Nyungwe National Park is a massive montane forest, in southern Rwanda, the largest in Central Africa, and has thirteen species of primate including chimpanzee, Rwenzori colobus and l'Hoest's monkey. The forest is located in the Albertine Rift, a series of mountain ranges beginning at the Rwenzori Mountains in western Uganda and Congo, continuing south into the Lendu Plateau in eastern Congo. After Kibira National Park in Burundi, Nyungwe is one of the largest mountainous rainforests remaining in Africa and has now achieved national park status, making it East Africa's primary protected high-altitude rainforest.

Nyungwe's biodiversity is astonishing by African standards and is one of the most endemic species-rich areas in all of Africa. Nyubgwe forest's primates include the chimpanzee, which are slowly being habituated. The terrain and undergrowth make chimpanzee tracking difficult but there is a fifty per cent chance of seeing chimpanzees here. The Rwenzori colobus monkeys live in large groups, including a four hundred-strong semi-habituated group thought to be the largest troop of arboreal primates in Africa.

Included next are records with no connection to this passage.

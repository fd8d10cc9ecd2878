use std::sync::Arc;

use tracing::{info, instrument};

use super::domain::{ProductInput, ProductView};
use super::repository::ProductRepository;
use crate::errors::ServiceError;
use crate::ids::parse_id;

const RESOURCE: &str = "product";

pub struct ProductService<R: ProductRepository + ?Sized> {
    repo: Arc<R>,
}

impl<R: ProductRepository + ?Sized> ProductService<R> {
    pub fn new(repo: Arc<R>) -> Self { Self { repo } }

    #[instrument(skip(self))]
    pub async fn list(&self) -> Result<Vec<ProductView>, ServiceError> {
        let rows = self.repo.list().await?;
        common::metrics::record_crud(RESOURCE, "list");
        Ok(rows)
    }

    #[instrument(skip(self))]
    pub async fn get(&self, id: &str) -> Result<ProductView, ServiceError> {
        let id = parse_id(id, RESOURCE)?;
        let row = self.repo.get(id).await?.ok_or_else(|| ServiceError::not_found("Product", id))?;
        common::metrics::record_crud(RESOURCE, "get");
        Ok(row)
    }

    #[instrument(skip(self, input))]
    pub async fn create(&self, input: ProductInput) -> Result<ProductView, ServiceError> {
        let new = input.into_new()?;
        if !self.repo.user_exists(new.user_id).await? {
            return Err(ServiceError::not_found("User", new.user_id));
        }
        let created = self.repo.insert(new).await?;
        common::metrics::record_crud(RESOURCE, "create");
        info!(product_id = %created.id, product_name = %created.product_name, "product created");
        Ok(created)
    }

    #[instrument(skip(self, input))]
    pub async fn update(&self, id: &str, input: ProductInput) -> Result<ProductView, ServiceError> {
        let id = parse_id(id, RESOURCE)?;
        let changes = input.into_changes()?;
        if let Some(user_id) = changes.user_id {
            if !self.repo.user_exists(user_id).await? {
                return Err(ServiceError::not_found("User", user_id));
            }
        }
        let updated = self
            .repo
            .update(id, changes)
            .await?
            .ok_or_else(|| ServiceError::not_found("Product", id))?;
        common::metrics::record_crud(RESOURCE, "update");
        info!(product_id = %id, "product updated");
        Ok(updated)
    }

    #[instrument(skip(self))]
    pub async fn delete(&self, id: &str) -> Result<ProductView, ServiceError> {
        let id = parse_id(id, RESOURCE)?;
        let existing = self.repo.get(id).await?.ok_or_else(|| ServiceError::not_found("Product", id))?;
        self.repo.delete(id).await?;
        common::metrics::record_crud(RESOURCE, "delete");
        info!(product_id = %id, "product deleted");
        Ok(existing)
    }
}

Nyungwe Forest is one of Rwanda's hotspots for birding. There are over 300 species, including the Handsome Francolin, the remarkable, 'painted' Rwenzori Turaco, Mountain Black Boubou, Rwenzori Batis, Yellow-eyed Black Flycatcher, Archer's Robin-chat, Rwenzori Hill Babbler, Red-faced Woodland Warbler, the rare Grauer's Rush Warbler, Neumann's Warbler, Mountain Masked Apalis, the near-endemic Kungwe Apalis and a cluster of colourful Sunbirds including Ruwenzori Double-collared, Purple-throated, Blue-headed and the stunning Regal Sunbird. It is the only site where the sought-after Red-collared Mountain Babbler can be sought in safety.